The film received David di Donatello Awards for Best Actor, Best Editing, and Best Production Design, and nominations for Best Director, Best Film, Best Cinematography, Best Music, and Best Producer. [3] The Voice of the Moon was Fellini's last film before his death in 1993.
With a nod to the lunar-obsessed lyrics of Italian poet Giacomo Leopardi, [4] the acerbic tale focuses on the capture of the moon by the Micheluzzi brothers while Ivo, newly released from a mental hospital, tries to seduce Aldina Ferruzzi with whom he's infatuated. Although she wants nothing to do with him, Ivo equates her blond beauty with the moon, the origin of his madness and frustration. During the attempts to woo her, he meets various madcap characters including an oboist who sleeps in the local cemetery, a man whose hobby is meditating on rooftops, and Gonnella, the ex-prefect fired for his rising paranoia. Gonnella makes Ivo his lieutenant and together they investigate the "wild conspiracies" going on around them.
The oddball pair attends a farcical beauty pageant where Aldina is crowned "Miss Flour of 1989" and ends up lost in the farmlands among graceful African women chanting in the moonlight. Inside an abandoned warehouse, they discover an Inferno-like disco of fashion victims dancing and bopping deliriously to Michael Jackson's "The Way You Make Me Feel". Ivo realises that Aldina's shoe, obtained surreptitiously, fits every Cinderella who tries it on. To the dancers' stupefaction, Gonnella orchestrates a waltz but is thrown out after smashing the disc jockey's cache of records.
Meanwhile, the three demented Micheluzzi brothers have caught the moon using gigantic farming equipment and roped it down in a stable. What ought to be a sacred event becomes a squandered opportunity as priests and politicians turn it into a conference for official propaganda voiced to the assembled public. The conference rapidly degenerates into violence by a madman with a pistol screaming, "What am I doing here? Why was I put here in the first place?", leaving Ivo Salvini with the film's last words: "If we all quieted down a little, maybe we'd understand something."
In Ermanno Cavazzoni's 1987 novel, Il poema dei lunatici (The Lunatics' Poem) on which the film is loosely based, Fellini recognized an abandoned project about filming the natural world: "the soil, the seasons, sun and rain, day and night. He likes the notion that at night the water in the well is awakened by the moon and starts uttering faint messages" [6] to those prepared to listen. Unfortunately, few are permitted - let alone prepared - to listen in the infernal uproar of a postmodern world where blaring television commercials and beeping satellites drown out poetry, silence, and the voice of the moon.
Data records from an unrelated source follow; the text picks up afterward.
//! Classification of broken and large triangles.
//!
//! A discontinuity of the mapping (vignetting edge, aperture boundary) shows
//! up as a triangle with an anomalously long edge in image space. Without an
//! explicit threshold, a triangle is broken when its longest image edge is at
//! least three times the square root of the median squared longest edge across
//! the classified triangles, which adapts to the sampling density.
//!
//! A triangle with an undefined vertex is always broken, whatever the length
//! of its defined edges.

use crate::geometry::point::Point2;
use crate::mesh::{AdaptiveMesh, MeshView};
use itertools::Itertools;

/// Multiple of the median edge length used when no threshold is given.
pub const DEFAULT_THRESHOLD_FACTOR: f64 = 3.0;

/// Longest squared image-space edge of a triangle; NaN if a vertex is undefined.
fn max_edge_len_sq(t: [Point2; 3]) -> f64 {
    if t.iter().any(|p| !p.is_defined()) {
        return f64::NAN;
    }
    let [a, b, c] = t;
    a.dist_sq(&b).max(b.dist_sq(&c)).max(c.dist_sq(&a))
}

/// Median of the finite entries of `values`, or `None` if there are none.
fn finite_median(values: &[f64]) -> Option<f64> {
    let sorted = values
        .iter()
        .copied()
        .filter(|v| v.is_finite())
        .sorted_by(f64::total_cmp)
        .collect_vec();
    let n = sorted.len();
    match n {
        0 => None,
        _ if n % 2 == 1 => Some(sorted[n / 2]),
        _ => Some(0.5 * (sorted[n / 2 - 1] + sorted[n / 2])),
    }
}

/// Default length threshold for a set of per-triangle longest squared edges.
///
/// Undefined or infinite entries are ignored; if nothing finite remains the
/// threshold is infinite, so only triangles with undefined vertices break.
pub fn default_length_threshold(max_len_sq: &[f64]) -> f64 {
    finite_median(max_len_sq)
        .map(|median| DEFAULT_THRESHOLD_FACTOR * median.sqrt())
        .unwrap_or(f64::INFINITY)
}

impl<'a> MeshView<'a> {
    /// Longest squared image edge of each of `simplices`.
    pub fn max_image_edge_len_sq(&self, simplices: &[[usize; 3]]) -> Vec<f64> {
        simplices
            .iter()
            .map(|&t| max_edge_len_sq(self.image_triangle(t)))
            .collect()
    }

    /// Broken-triangle mask for `simplices`.
    ///
    /// A triangle is broken if its longest image edge is at least
    /// `length_threshold` (default: [`default_length_threshold`] over
    /// `simplices`) or if any of its vertices is undefined.
    pub fn broken_triangles(
        &self,
        simplices: &[[usize; 3]],
        length_threshold: Option<f64>,
    ) -> Vec<bool> {
        let max_len_sq = self.max_image_edge_len_sq(simplices);
        let threshold = length_threshold.unwrap_or_else(|| default_length_threshold(&max_len_sq));
        let threshold_sq = threshold * threshold;
        simplices
            .iter()
            .zip(&max_len_sq)
            .map(|(&t, &len_sq)| self.has_undefined_vertex(t) || !(len_sq < threshold_sq))
            .collect()
    }
}

impl<M, T> AdaptiveMesh<M, T> {
    /// Broken-triangle mask over `simplices`; see [`MeshView::broken_triangles`].
    pub fn broken_triangles(
        &self,
        simplices: &[[usize; 3]],
        length_threshold: Option<f64>,
    ) -> Vec<bool> {
        self.view().broken_triangles(simplices, length_threshold)
    }
}

/// Large-triangle predicate: domain area strictly above `threshold`.
pub fn domain_area_above(threshold: f64) -> impl Fn(&MeshView<'_>) -> Vec<bool> {
    move |view: &MeshView<'_>| {
        view.area_in_domain(view.simplices)
            .into_iter()
            .map(|area| area.abs() > threshold)
            .collect()
    }
}

/// Broken-triangle predicate restricted to triangles whose domain area is
/// strictly above `area_threshold`.
///
/// Smaller broken triangles are accepted as unresolvable, which bounds the
/// number of refinement passes.
pub fn broken_above_area(
    length_threshold: Option<f64>,
    area_threshold: f64,
) -> impl Fn(&MeshView<'_>) -> Vec<bool> {
    move |view: &MeshView<'_>| {
        let broken = view.broken_triangles(view.simplices, length_threshold);
        let areas = view.area_in_domain(view.simplices);
        broken
            .into_iter()
            .zip(areas)
            .map(|(is_broken, area)| is_broken && area > area_threshold)
            .collect()
    }
}

#[cfg(test)]
mod tests {
    use super::*;

    #[test]
    fn median_ignores_non_finite_entries() {
        assert_eq!(finite_median(&[3.0, f64::NAN, 1.0, 2.0]), Some(2.0));
        assert_eq!(finite_median(&[4.0, 1.0, f64::INFINITY, 2.0, 3.0]), Some(2.5));
        assert_eq!(finite_median(&[f64::NAN]), None);
    }

    #[test]
    fn default_threshold_is_three_median_lengths() {
        assert_eq!(default_length_threshold(&[1.0, 4.0, 4.0]), 6.0);
        assert_eq!(default_length_threshold(&[]), f64::INFINITY);
    }

    #[test]
    fn undefined_vertex_breaks_short_triangle() {
        let domain = [
            Point2::new(0.0, 0.0),
            Point2::new(1.0, 0.0),
            Point2::new(0.0, 1.0),
        ];
        let image = [
            Point2::new(0.0, 0.0),
            Point2::new(0.01, 0.0),
            Point2::UNDEFINED,
        ];
        let simplices = [[0, 1, 2]];
        let view = MeshView {
            domain: &domain,
            image: &image,
            simplices: &simplices,
        };
        assert_eq!(view.broken_triangles(&simplices, Some(100.0)), vec![true]);
    }
}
The consumer society critiqued in the Rome of La Dolce Vita has moved to the suburbs where incommunicability, selfishness, voyeurism, and spiritual poverty characterise the chaos of mass media existence. In his twilight years (three years before he died of a heart attack at the age of 73), Fellini mounts an energetic assault on media moguls like Silvio Berlusconi and the pandemonium of contemporary society by suggesting the escape into silence as a means to heal the psyche, the source of all true wisdom.
After writing a short treatment in two weeks with Tullio Pinelli, Fellini began scouting locations on the Po in September 1988 where he visited Reggiòlo, the hometown of the gifted Italian caricaturist Nino Za, his adolescent idol; the memories evoked reinforced his idea of returning to the provincial atmosphere of his early films. [7] Although Fellini was still unsure about what he wanted to film, producers Mario and Vittorio Cecchi Gori agreed to finance his project to the tune of fifteen billion lire. [8] Pietro Notarianni, the production manager, and Danilo Donati, Oscar-winning Set and Costume Designer, engaged in a heated dispute over costs. Donati quit and was replaced by Dante Ferretti.
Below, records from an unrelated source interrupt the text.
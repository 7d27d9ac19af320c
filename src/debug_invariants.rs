use crate::mesh_error::MeshError;

/// Trait for validating data structure invariants.
pub trait DebugInvariants {
    /// Assert invariants in debug builds or when invariant checking is enabled.
    fn debug_assert_invariants(&self);
    /// Validate invariants and return the first error encountered.
    fn validate_invariants(&self) -> Result<(), MeshError>;
}

/// Helper macro to run a fallible check and panic on error when invariant
/// checking is enabled.
#[macro_export]
macro_rules! debug_invariants {
    ($expr:expr, $($ctx:tt)*) => {
        #[cfg(any(debug_assertions, feature = "strict-invariants"))]
        if let Err(e) = $expr {
            panic!(concat!("[invariants] ", $($ctx)*, ": {}"), e);
        }
    };
}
To help organise his ideas, Fellini decided to build a town outside Rome on the via Pontina near Dinocittà, the former film studio of producer Dino De Laurentiis. With Dante Ferretti, he constructed a church, a piazza, apartment blocks, shops, and a hairdresser's boutique, all designed in a parody of styles. Although no genuine script was ever completed, Fellini managed to conceive entire scenes each day by observing his actors improvising on the set, rather like puppets in a doll's house. [9]
Principal photography started on 22 February 1989. According to biographer Tullio Kezich, the film "will be remembered as one of the most serenely uninhibited of Fellini's sets... At the final dinner in mid-June, the last time that the troupe will convene, Benigni outdoes himself and recites a wonderful poem in ottava rima, [10] recounting everything that had happened and been felt over the last months". [8]
Aided by the immense popularity in Italy of comic actors Benigni and Villaggio, the film was one of the highest-grossing Italian films of the year with a gross of $5.1 million. It received enthusiastic reviews from Alberto Moravia, Tullio Kezich, and Aldo Tassone along with a few outright pans. [11] Although it did poor business in France, it was acclaimed in Le Monde and Positif , and was featured on the cover of Les Cahiers du Cinéma which saw it as a winning diatribe on the excesses of Guy Debord's "society of spectacle". [12]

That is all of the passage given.